PROVIDED DATA: Begin

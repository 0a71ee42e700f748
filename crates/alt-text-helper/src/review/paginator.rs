//! Fixed-size, 1-indexed pagination over the enriched image collection.

/// Images shown per review page unless configured otherwise.
pub const DEFAULT_PAGE_SIZE: usize = 6;

/// Page count for a collection: `ceil(count / page_size)`, 0 pages for an
/// empty collection (the UI suppresses pagination controls entirely).
pub fn total_pages(count: usize, page_size: usize) -> usize {
    count.div_ceil(page_size)
}

/// Current-page cursor. The collection itself is not owned; callers pass
/// the current count so the cursor can clamp itself when the collection
/// shrinks (e.g. after a category switch).
#[derive(Debug, Clone, Copy, PartialEq, Eq)]
pub struct Paginator {
    page_size: usize,
    current: usize,
}

impl Paginator {
    /// # Panics
    /// Panics if `page_size` is 0.
    pub fn new(page_size: usize) -> Self {
        assert!(page_size > 0, "page_size must be > 0");
        Self {
            page_size,
            current: 1,
        }
    }

    pub fn page_size(&self) -> usize {
        self.page_size
    }

    /// Current page number, always in `[1, max(1, total_pages)]`.
    pub fn current_page(&self) -> usize {
        self.current
    }

    pub fn total_pages(&self, count: usize) -> usize {
        total_pages(count, self.page_size)
    }

    /// Pagination controls are rendered only when there is more than one
    /// page.
    pub fn controls_visible(&self, count: usize) -> bool {
        self.total_pages(count) > 1
    }

    pub fn is_last_page(&self, count: usize) -> bool {
        self.current >= self.total_pages(count).max(1)
    }

    pub fn reset(&mut self) {
        self.current = 1;
    }

    /// Clamps the cursor back into range after the collection changed.
    pub fn clamp(&mut self, count: usize) {
        let max = self.total_pages(count).max(1);
        self.current = self.current.clamp(1, max);
    }

    /// Moves to `page`, clamped into `[1, max(1, total_pages)]`. Returns
    /// the page actually selected.
    pub fn set_page(&mut self, page: usize, count: usize) -> usize {
        let max = self.total_pages(count).max(1);
        self.current = page.clamp(1, max);
        self.current
    }

    pub fn next(&mut self, count: usize) -> usize {
        self.set_page(self.current + 1, count)
    }

    pub fn prev(&mut self, count: usize) -> usize {
        self.set_page(self.current.saturating_sub(1), count)
    }

    /// The current page's window over `items`.
    pub fn slice<'a, T>(&self, items: &'a [T]) -> &'a [T] {
        let start = (self.current - 1) * self.page_size;
        if start >= items.len() {
            return &[];
        }
        let end = (start + self.page_size).min(items.len());
        &items[start..end]
    }
}

impl Default for Paginator {
    fn default() -> Self {
        Self::new(DEFAULT_PAGE_SIZE)
    }
}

PROVIDED DATA: End

Look through the material above for the string "impl" and copy each line that has it.

impl Paginator {
impl Default for Paginator {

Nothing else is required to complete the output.